I'm trying to align some MiSeq reads (paired end) with bwa aln.
The size of the data is relatively small but when I get to the point that I want to convert the SAI to SAM files in the process of alignment, I get stuck at bwa_sai2sam_pe_core
part. But what strikes the most is the very large inferred maximum insert size! For example for an amplicon of 250 b, sometimes I get inferred insert sizes of over 40,000!
This is an example of one run:
Sai to SAM
[bwa_sai2sam_pe_core] convert to sequence coordinate...
[infer_isize] (25, 50, 75) percentile: (298, 311, 13759)
[infer_isize] low and high boundaries: 250 and 40681 for estimating avg and std
[infer_isize] inferred external isize from 21882 pairs: 4924.136 +/- 6392.622
[infer_isize] skewness: 0.661; kurtosis: -1.563; ap_prior: 1.00e-05
[infer_isize] inferred maximum insert size: 45262 (6.31 sigma)
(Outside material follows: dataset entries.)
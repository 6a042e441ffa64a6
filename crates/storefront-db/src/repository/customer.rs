//! SurrealDB implementation of [`CustomerRepository`].
//!
//! Password hashing uses Argon2id with OWASP-recommended parameters
//! (memory: 19 MiB, iterations: 2, parallelism: 1). Salt is randomly
//! generated per hash. An optional pepper (server-side secret) can be
//! provided at construction time.

use argon2::password_hash::SaltString;
use argon2::{Argon2, PasswordHasher};
use chrono::{DateTime, Utc};
use storefront_core::error::StorefrontResult;
use storefront_core::models::customer::{
    CreateCustomer, Customer, CustomerStatus, UpdateCustomer,
};
use storefront_core::repository::{CustomerRepository, PaginatedResult, Pagination};
use surrealdb::{Connection, Surreal};
use surrealdb_types::SurrealValue;
use uuid::Uuid;

use crate::error::DbError;

/// DB-side row struct for queries where the UUID is already known.
#[derive(Debug, SurrealValue)]
struct CustomerRow {
    tenant_id: String,
    name: String,
    email: String,
    password_hash: String,
    status: String,
    created_at: DateTime<Utc>,
    updated_at: DateTime<Utc>,
}

/// DB-side row struct that includes the record ID via `meta::id(id)`.
#[derive(Debug, SurrealValue)]
struct CustomerRowWithId {
    record_id: String,
    tenant_id: String,
    name: String,
    email: String,
    password_hash: String,
    status: String,
    created_at: DateTime<Utc>,
    updated_at: DateTime<Utc>,
}

fn parse_status(s: &str) -> Result<CustomerStatus, DbError> {
    match s {
        "Active" => Ok(CustomerStatus::Active),
        "Inactive" => Ok(CustomerStatus::Inactive),
        other => Err(DbError::Decode(format!("unknown customer status: {other}"))),
    }
}

fn status_to_string(s: &CustomerStatus) -> &'static str {
    match s {
        CustomerStatus::Active => "Active",
        CustomerStatus::Inactive => "Inactive",
    }
}

impl CustomerRow {
    fn into_customer(self, id: Uuid) -> Result<Customer, DbError> {
        let tenant_id = Uuid::parse_str(&self.tenant_id)
            .map_err(|e| DbError::Decode(format!("invalid tenant UUID: {e}")))?;
        Ok(Customer {
            id,
            tenant_id,
            name: self.name,
            email: self.email,
            password_hash: self.password_hash,
            status: parse_status(&self.status)?,
            created_at: self.created_at,
            updated_at: self.updated_at,
        })
    }
}

impl CustomerRowWithId {
    fn try_into_customer(self) -> Result<Customer, DbError> {
        let id = Uuid::parse_str(&self.record_id)
            .map_err(|e| DbError::Decode(format!("invalid UUID: {e}")))?;
        let tenant_id = Uuid::parse_str(&self.tenant_id)
            .map_err(|e| DbError::Decode(format!("invalid tenant UUID: {e}")))?;
        Ok(Customer {
            id,
            tenant_id,
            name: self.name,
            email: self.email,
            password_hash: self.password_hash,
            status: parse_status(&self.status)?,
            created_at: self.created_at,
            updated_at: self.updated_at,
        })
    }
}

/// Row struct for count queries.
#[derive(Debug, SurrealValue)]
struct CountRow {
    total: u64,
}

/// Hash a password with Argon2id using OWASP-recommended parameters.
///
/// If a pepper is provided, it is prepended to the password before
/// hashing. The salt is randomly generated for each call.
fn hash_password(password: &str, pepper: Option<&str>) -> Result<String, DbError> {
    // OWASP ASVS recommended: m=19456 (19 MiB), t=2, p=1
    let params = argon2::Params::new(19456, 2, 1, None)
        .map_err(|e| DbError::Decode(format!("argon2 params error: {e}")))?;
    let argon2 = Argon2::new(argon2::Algorithm::Argon2id, argon2::Version::V0x13, params);

    let peppered: String;
    let input = match pepper {
        Some(p) => {
            peppered = format!("{p}{password}");
            peppered.as_bytes()
        }
        None => password.as_bytes(),
    };

    let salt = SaltString::generate(&mut argon2::password_hash::rand_core::OsRng);
    let hash = argon2
        .hash_password(input, &salt)
        .map_err(|e| DbError::Decode(format!("password hash error: {e}")))?;

    Ok(hash.to_string())
}

/// SurrealDB implementation of the Customer repository.
#[derive(Clone)]
pub struct SurrealCustomerRepository<C: Connection> {
    db: Surreal<C>,
    /// Optional server-side pepper for password hashing.
    pepper: Option<String>,
}

impl<C: Connection> SurrealCustomerRepository<C> {
    pub fn new(db: Surreal<C>) -> Self {
        Self { db, pepper: None }
    }

    pub fn with_pepper(db: Surreal<C>, pepper: String) -> Self {
        Self {
            db,
            pepper: Some(pepper),
        }
    }
}

impl<C: Connection> CustomerRepository for SurrealCustomerRepository<C> {
    async fn create(&self, input: CreateCustomer) -> StorefrontResult<Customer> {
        let id = Uuid::new_v4();
        let id_str = id.to_string();

        let password_hash = hash_password(&input.password, self.pepper.as_deref())?;

        let result = self
            .db
            .query(
                "CREATE type::record('customer', $id) SET \
                 tenant_id = $tenant_id, \
                 name = $name, email = $email, \
                 password_hash = $password_hash, \
                 status = 'Active'",
            )
            .bind(("id", id_str.clone()))
            .bind(("tenant_id", input.tenant_id.to_string()))
            .bind(("name", input.name))
            .bind(("email", input.email))
            .bind(("password_hash", password_hash))
            .await
            .map_err(DbError::from)?;

        let mut result = result.check().map_err(|e| DbError::Decode(e.to_string()))?;

        let rows: Vec<CustomerRow> = result.take(0).map_err(DbError::from)?;
        let row = rows.into_iter().next().ok_or_else(|| DbError::NotFound {
            entity: "customer".into(),
            id: id_str,
        })?;

        Ok(row.into_customer(id)?)
    }

    async fn get_by_id(&self, tenant_id: Uuid, id: Uuid) -> StorefrontResult<Customer> {
        let id_str = id.to_string();

        let mut result = self
            .db
            .query(
                "SELECT * FROM type::record('customer', $id) \
                 WHERE tenant_id = $tenant_id",
            )
            .bind(("id", id_str.clone()))
            .bind(("tenant_id", tenant_id.to_string()))
            .await
            .map_err(DbError::from)?;

        let rows: Vec<CustomerRow> = result.take(0).map_err(DbError::from)?;
        let row = rows.into_iter().next().ok_or_else(|| DbError::NotFound {
            entity: "customer".into(),
            id: id_str,
        })?;

        Ok(row.into_customer(id)?)
    }

    async fn get_by_email(&self, tenant_id: Uuid, email: &str) -> StorefrontResult<Customer> {
        let mut result = self
            .db
            .query(
                "SELECT meta::id(id) AS record_id, * FROM customer \
                 WHERE tenant_id = $tenant_id AND email = $email",
            )
            .bind(("tenant_id", tenant_id.to_string()))
            .bind(("email", email.to_string()))
            .await
            .map_err(DbError::from)?;

        let rows: Vec<CustomerRowWithId> = result.take(0).map_err(DbError::from)?;
        let row = rows.into_iter().next().ok_or_else(|| DbError::NotFound {
            entity: "customer".into(),
            id: format!("email={email}"),
        })?;

        Ok(row.try_into_customer()?)
    }

    async fn email_exists(&self, tenant_id: Uuid, email: &str) -> StorefrontResult<bool> {
        let mut result = self
            .db
            .query(
                "SELECT count() AS total FROM customer \
                 WHERE tenant_id = $tenant_id AND email = $email GROUP ALL",
            )
            .bind(("tenant_id", tenant_id.to_string()))
            .bind(("email", email.to_string()))
            .await
            .map_err(DbError::from)?;

        let rows: Vec<CountRow> = result.take(0).map_err(DbError::from)?;
        Ok(rows.first().map(|r| r.total).unwrap_or(0) > 0)
    }

    async fn update(
        &self,
        tenant_id: Uuid,
        id: Uuid,
        input: UpdateCustomer,
    ) -> StorefrontResult<Customer> {
        let id_str = id.to_string();

        let mut sets = Vec::new();
        if input.name.is_some() {
            sets.push("name = $name");
        }
        if input.email.is_some() {
            sets.push("email = $email");
        }
        if input.status.is_some() {
            sets.push("status = $status");
        }
        sets.push("updated_at = time::now()");

        let query = format!(
            "UPDATE type::record('customer', $id) SET {} \
             WHERE tenant_id = $tenant_id",
            sets.join(", ")
        );

        let mut builder = self
            .db
            .query(&query)
            .bind(("id", id_str.clone()))
            .bind(("tenant_id", tenant_id.to_string()));

        if let Some(name) = input.name {
            builder = builder.bind(("name", name));
        }
        if let Some(email) = input.email {
            builder = builder.bind(("email", email));
        }
        if let Some(ref status) = input.status {
            builder = builder.bind(("status", status_to_string(status).to_string()));
        }

        let result = builder.await.map_err(DbError::from)?;
        let mut result = result.check().map_err(|e| DbError::Decode(e.to_string()))?;

        let rows: Vec<CustomerRow> = result.take(0).map_err(DbError::from)?;
        let row = rows.into_iter().next().ok_or_else(|| DbError::NotFound {
            entity: "customer".into(),
            id: id_str,
        })?;

        Ok(row.into_customer(id)?)
    }

    async fn delete(&self, tenant_id: Uuid, id: Uuid) -> StorefrontResult<()> {
        // Soft-delete: set status to Inactive.
        self.db
            .query(
                "UPDATE type::record('customer', $id) SET \
                 status = 'Inactive', updated_at = time::now() \
                 WHERE tenant_id = $tenant_id",
            )
            .bind(("id", id.to_string()))
            .bind(("tenant_id", tenant_id.to_string()))
            .await
            .map_err(DbError::from)?;

        Ok(())
    }

    async fn list(
        &self,
        tenant_id: Uuid,
        pagination: Pagination,
    ) -> StorefrontResult<PaginatedResult<Customer>> {
        let tenant_id_str = tenant_id.to_string();

        let mut count_result = self
            .db
            .query(
                "SELECT count() AS total FROM customer \
                 WHERE tenant_id = $tenant_id GROUP ALL",
            )
            .bind(("tenant_id", tenant_id_str.clone()))
            .await
            .map_err(DbError::from)?;
        let count_rows: Vec<CountRow> = count_result.take(0).map_err(DbError::from)?;
        let total = count_rows.first().map(|r| r.total).unwrap_or(0);

        let mut result = self
            .db
            .query(
                "SELECT meta::id(id) AS record_id, * FROM customer \
                 WHERE tenant_id = $tenant_id \
                 ORDER BY created_at ASC \
                 LIMIT $limit START $offset",
            )
            .bind(("tenant_id", tenant_id_str))
            .bind(("limit", pagination.limit))
            .bind(("offset", pagination.offset))
            .await
            .map_err(DbError::from)?;

        let rows: Vec<CustomerRowWithId> = result.take(0).map_err(DbError::from)?;

        let items = rows
            .into_iter()
            .map(|row| row.try_into_customer())
            .collect::<Result<Vec<_>, DbError>>()?;

        Ok(PaginatedResult {
            items,
            total,
            offset: pagination.offset,
            limit: pagination.limit,
        })
    }
}

/// Verify a password against an Argon2id hash.
///
/// Public for use by callers implementing customer sign-in.
pub fn verify_password(password: &str, hash: &str, pepper: Option<&str>) -> Result<bool, DbError> {
    use argon2::PasswordVerifier;

    let peppered: String;
    let input = match pepper {
        Some(p) => {
            peppered = format!("{p}{password}");
            peppered.as_bytes()
        }
        None => password.as_bytes(),
    };

    let parsed_hash = argon2::PasswordHash::new(hash)
        .map_err(|e| DbError::Decode(format!("invalid hash format: {e}")))?;

    let argon2 = Argon2::default();
    match argon2.verify_password(input, &parsed_hash) {
        Ok(()) => Ok(true),
        Err(argon2::password_hash::Error::Password) => Ok(false),
        Err(e) => Err(DbError::Decode(format!("verify error: {e}"))),
    }
}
[bwa_sai2sam_pe_core] time elapses: 1.43 sec
[bwa_sai2sam_pe_core] changing coordinates of 0 alignments.
[bwa_sai2sam_pe_core] align unmapped mate...
Any thoughts will be appreciated.
First, I'd review in a browser. I have seen this kind of thing happen if there is a mis-pairing in the FASTQ files, resulting in lots of chimeras and large insert sizes. Checking the number of reads in read1 and read2 is a quick first pass look.
I think there must be something with the read files (not having the same number of reads or even not same length). These reads are the output of a trimming pipeline. The reason I think this way is this kind of error only happens with some of my samples not all!
Differing read lengths are not a problem, but reads that are dropped by the trimming software because they are too short will lead to what I describe above. Sounds like you'll need to be a bit more clever about your read trimming.
What's the reference to which you are mapping reads? Is it some well studied genome or your own assembly?
It's the reference human genome assembly we use at our center. I am certain it's not about the reference genome.